Joe drumming to the beat. I bought his cd which is dedicated to “the street kids of Cape Town and to all of the good people who live in this beautiful city”


Green Where It Counts

It’s a beautiful sunny Monday here in the Western Cape. I was still reminiscing about the events of the weekend while flipping through my notebook this morning when something caught my eye … “green where it counts.”

It was a phrase one of the project partners had used to sum up the EnerGcare brand proposition during a brainstorming session a couple of weeks ago. I remember jotting it down, but it didn’t fully register until now just how powerful that statement is.

Being an organization focused on clean energy initiatives is not in itself a novel idea – there are probably a dozen or more operating in South Africa alone. But to create a business that is attempting to reduce energy poverty, increase access to clean energy and generate employment at the BOP – that takes some cutting-edge thinking. EnerGcare is not just handing out a few solar lights and clean cookstoves, because while these types of programs may be well-intentioned, they undermine growth by creating a culture of dependency. Thomas Friedman, once wrote in a New York Times article:

“People grow out of poverty when they create small businesses that employ their neighbors. Nothing else lasts.”

EnerGcare’s goal of supporting healthy economic growth while creating sustainable employment is not easy. I’ve been struggling over the past few weeks to determine what an ideal structure should look like for the EnerGcare model, and I had narrowed my focus to a few intervention models (see diagram below).

A pure microfranchise model gives aspiring entrepreneurs the opportunity to run their own business, but it also requires access to start-up capital – and most of these people have no savings. Microcredit models solve that problem by providing access to financing, but as it currently stands, the EnerGcare model is still unproven and it would be unethical to ask poor people to take loans or buy products on credit until we are sure that the model works.

So I began to look closer at a theory called microconsignment.

Overview of a microconsignment model. Source:

In a microconsignment model, an entrepreneur is provided with products at no cost. When the products are sold, they repay the organization and keep their mark-up as profit. If the products sell, that’s great. If the products don’t sell, capital is tied up the field, but the burden of risk remains with the organization.

Seeing it in black and white, it seems pretty straightforward. In fact, it is what EnerGcare is doing already.

But until I started researching this topic, I always thought of it as a temporary solution. In fact, I’ve spent a lot of time thinking about how to move away from this model, but maybe there is no reason to. Clearly there are issues to fix and problems to solve with the current structure, but fundamentally, it may be just as viable as a long-term solution than any other approach. What will determine the success of the model will be our ability to create powerful synergies all throughout the EnerGcare value chain – from sourcing high quality, low-cost providers to finding the best local entrepreneurs and educating our consumers to create demand for the products. If we get all of these things right, I believe a microconsignment model could be scalable, replicable and sustainable, so this is where I plan to focus my energy over the next month.

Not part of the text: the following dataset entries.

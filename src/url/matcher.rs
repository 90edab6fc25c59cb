/// Checks if a host matches a platform host pattern
///
/// Two kinds of pattern are supported:
/// 1. Exact: "blog.naver.com" matches only "blog.naver.com"
/// 2. Wildcard: "*.tistory.com" matches "tistory.com" and any subdomain of it
///
/// Both arguments are expected to be lowercase already.
///
/// # Examples
///
/// ```
/// use blogdex_crawl::url::matches_wildcard;
///
/// assert!(matches_wildcard("blog.naver.com", "blog.naver.com"));
/// assert!(!matches_wildcard("blog.naver.com", "m.blog.naver.com"));
///
/// assert!(matches_wildcard("*.blog.naver.com", "m.blog.naver.com"));
/// assert!(!matches_wildcard("*.blog.naver.com", "naver.com"));
/// ```
pub fn matches_wildcard(pattern: &str, candidate: &str) -> bool {
    match pattern.strip_prefix("*.") {
        Some(base) => {
            candidate == base
                || candidate
                    .strip_suffix(base)
                    .is_some_and(|prefix| prefix.ends_with('.'))
        }
        None => candidate == pattern,
    }
}
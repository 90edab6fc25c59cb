//! Crawl target: the immutable input of one discovery run

use crate::config::PlatformConfig;
use crate::url::{extract_domain, matches_any_host};
use crate::HarvestError;
use serde::Serialize;
use url::Url;

/// Which discovery path a target is expected to take
#[derive(Debug, Clone, Copy, PartialEq, Eq, Serialize)]
#[serde(rename_all = "snake_case")]
pub enum PlatformHint {
    /// Any site; sitemap first, then homepage crawl
    Generic,
    /// A Naver Blog; paginated listing API
    NaverBlog,
}

/// The site to harvest and how many titles to return
#[derive(Debug, Clone)]
pub struct CrawlTarget {
    base_url: Url,
    max_items: usize,
    platform_hint: PlatformHint,
}

impl CrawlTarget {
    /// Parses a user-supplied URL into a target
    ///
    /// `https://` is prepended when the input has no scheme. The platform hint
    /// is chosen by matching the host against `platform.hosts`.
    pub fn new(raw: &str, max_items: usize, platform: &PlatformConfig) -> Result<Self, HarvestError> {
        let raw = raw.trim();
        if raw.is_empty() {
            return Err(HarvestError::InvalidTarget("empty URL".to_string()));
        }
        if max_items == 0 {
            return Err(HarvestError::InvalidTarget(
                "max items must be at least 1".to_string(),
            ));
        }

        let with_scheme = if has_scheme(raw) {
            raw.to_string()
        } else {
            format!("https://{}", raw)
        };

        let base_url = Url::parse(&with_scheme)
            .map_err(|e| HarvestError::InvalidTarget(format!("{}: {}", raw, e)))?;

        if base_url.scheme() != "http" && base_url.scheme() != "https" {
            return Err(HarvestError::InvalidTarget(format!(
                "unsupported scheme '{}'",
                base_url.scheme()
            )));
        }

        let host = extract_domain(&base_url)
            .filter(|h| !h.is_empty())
            .ok_or_else(|| HarvestError::InvalidTarget(format!("{}: missing host", raw)))?;

        let platform_hint = if matches_any_host(&host, &platform.hosts) {
            PlatformHint::NaverBlog
        } else {
            PlatformHint::Generic
        };

        Ok(Self {
            base_url,
            max_items,
            platform_hint,
        })
    }

    pub fn base_url(&self) -> &Url {
        &self.base_url
    }

    pub fn max_items(&self) -> usize {
        self.max_items
    }

    pub fn platform_hint(&self) -> PlatformHint {
        self.platform_hint
    }

    /// Lowercased host of the target
    pub fn host(&self) -> String {
        extract_domain(&self.base_url).unwrap_or_default()
    }

    /// Base URL without query, fragment, or trailing slash
    ///
    /// Sitemap probe paths are appended to this.
    pub fn root(&self) -> String {
        let mut root = self.base_url.clone();
        root.set_query(None);
        root.set_fragment(None);
        root.as_str().trim_end_matches('/').to_string()
    }
}

/// Returns true if the input starts with `scheme://`
///
/// A `://` later in the path or query (`example.com/?next=https://x.org`)
/// does not count.
fn has_scheme(raw: &str) -> bool {
    let Some((scheme, _)) = raw.split_once("://") else {
        return false;
    };
    let mut chars = scheme.chars();
    chars.next().is_some_and(|c| c.is_ascii_alphabetic())
        && chars.all(|c| c.is_ascii_alphanumeric() || matches!(c, '+' | '-' | '.'))
}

In a bit of local news, South African truck drivers have been on strike for the past two weeks, as labor unrest spread from the mines to the transport sector. The dispute has been marred by violence and I received an emergency message from the U.S. Consulate General last week urging caution on all roadways after several reported incidents of vehicles being stoned and set on fire. The truckers union is now urging rail and port workers to join the strike. If that happened, it could effectively bring the entire transport sector to a standstill and halt exports of commodities such as gold, platinum and coal from Africa’s largest economy.

I haven’t witnessed any violence here in Cape Town, but I have felt some minor affects of the disturbance. While in the Johannesburg bus terminal two weeks ago, I went to three different banks to withdraw money from the ATM, and all were empty due to the disruption. Good thing Wimpy accepts credit!